Young Ukrainians throw snowballs at each other near the Motherland Monument at the Great Patriotic War Memorial Complex in Kyiv, Ukraine on 17 January 2016. Photo: Vladimir Shtanko/Anadolu Agency/Getty Images.Young Ukrainians throw snowballs at each other near the Motherland Monument at the Great Patriotic War Memorial Complex in Kyiv, Ukraine on 17 January 2016. Photo: Getty Images.

Summary

  • Ukrainians showed impressive resilience in 2014 in the face of revolution and Russian aggression that led to war. With strong Western support, the new government was able to stabilize Ukraine’s perilous financial situation and start a reform effort designed to shift the country onto a European path of development. Inevitably, it did not take long for the revolutionary zeal of the ‘Maidan’ to collide with Ukraine’s deeply embedded problems of governance. These slowed the momentum of reforms in 2015, leading to the breakdown of the ruling coalition in early 2016.
  • It is easy to characterize Ukraine’s latest attempt to reform as a repeat of the unrealized potential of the 2004 Orange Revolution. This view is premature and disregards the fact that Ukraine has changed significantly since then. The country today has a much stronger sense of independent identity, symbolized by its rapidly developing civil society. The external environment is also markedly different. Moscow’s break with Europe and its efforts to compel Ukraine to be part of a Russian sphere of influence have finally forced Ukrainian elites to make a choice between modernization on a Russian or a European model. Fearful of the danger of Ukraine’s destabilization, Western countries are also showing an unprecedented level of support for its reform efforts.
  • These external factors will not alone determine whether Ukraine’s reforms will reach a critical mass. The key question is whether Ukrainians themselves can find the will and the means to overcome the chief impediment to reform – the capture of the state by a narrow class of wealthy business people and their associates.
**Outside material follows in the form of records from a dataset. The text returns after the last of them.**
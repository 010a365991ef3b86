//! # ph CLI Entry Point
//!
//! Loads the project script, hands it the command-line options and drains
//! the chains it registers.
//!
//! Without options the project's description and declared options are
//! listed; with options the script's `run()` is called.

use anyhow::{Context, Result};
use clap::Parser;
use std::fs;
use std::path::Path;

use ph::cli::{self, Cli, Invocation};
use ph::config;
use ph::platform::Platform;
use ph::project::{self, BuildApi, Project, Session};
use ph::scheduler::ChainReport;
use ph::ui;

#[cfg(windows)]
#[link(name = "kernel32")]
unsafe extern "system" {
    fn SetConsoleOutputCP(wCodePageID: u32) -> i32;
}

#[cfg(windows)]
fn enable_utf8_console() {
    unsafe {
        SetConsoleOutputCP(65001);
    }
}

#[cfg(not(windows))]
fn enable_utf8_console() {}

fn main() {
    enable_utf8_console();

    let cli = Cli::parse();
    let invocation = cli::parse_args(&cli.args);

    let code = match run(&invocation) {
        Ok(true) => 0,
        Ok(false) => 1,
        Err(e) => {
            ui::error(&format!("{:#}", e));
            1
        }
    };
    std::process::exit(code);
}

/// Returns whether every step that ran succeeded.
fn run(invocation: &Invocation) -> Result<bool> {
    ui::banner();

    let project_file = match project::locate_project_file(invocation.project_file.as_deref()) {
        Ok(path) => path,
        Err(e) => {
            ui::usage("ph");
            return Err(e.into());
        }
    };
    let root = project::project_root(&project_file)?;

    let settings = config::load_config(&root)?;
    let toolchain = settings.toolchain(Platform::detect())?;
    let scheduler = settings.scheduler(&root);

    let options = invocation
        .script_options()
        .map(|(k, v)| (k.clone(), v.clone()))
        .collect();
    let session = Session::new(toolchain, root.to_string_lossy(), scheduler)
        .with_options(options)
        .with_observer(Box::new(ui::ConsoleObserver::new()));

    let mut project = Project::load(&project_file, BuildApi::new(session))?;
    let meta = project.meta();
    ui::project_info(&meta);

    if invocation.script_options().next().is_none() || invocation.wants_help() {
        ui::usage("ph");
        ui::list_options(&meta);
    } else {
        project.run()?;
    }

    // Chains registered after the script's last dispatch() still have to run
    project.api().dispatch();

    let reports = project.api().reports();
    ui::print_summary(&reports);
    if let Some(path) = invocation.report_path() {
        write_report(Path::new(path), &reports)?;
        ui::log(&format!("Chain report written to {}", path));
    }

    Ok(reports.iter().all(|r| r.failed_steps() == 0))
}

fn write_report(path: &Path, reports: &[ChainReport]) -> Result<()> {
    let json = serde_json::to_string_pretty(reports).context("Failed to serialize chain report")?;
    fs::write(path, json).with_context(|| format!("Failed to write {}", path.display()))
}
  • Ukraine’s weak institutions and its experience of 25 years of misrule since independence place an extraordinary burden on reformist forces. The pressures driving reform at present marginally outweigh those impeding them. However, the struggle of the ‘new’ against the ‘old’ is playing itself out slowly and painfully, making it impossible to judge definitively at this point whether Ukraine’s reforms are destined to succeed or fail.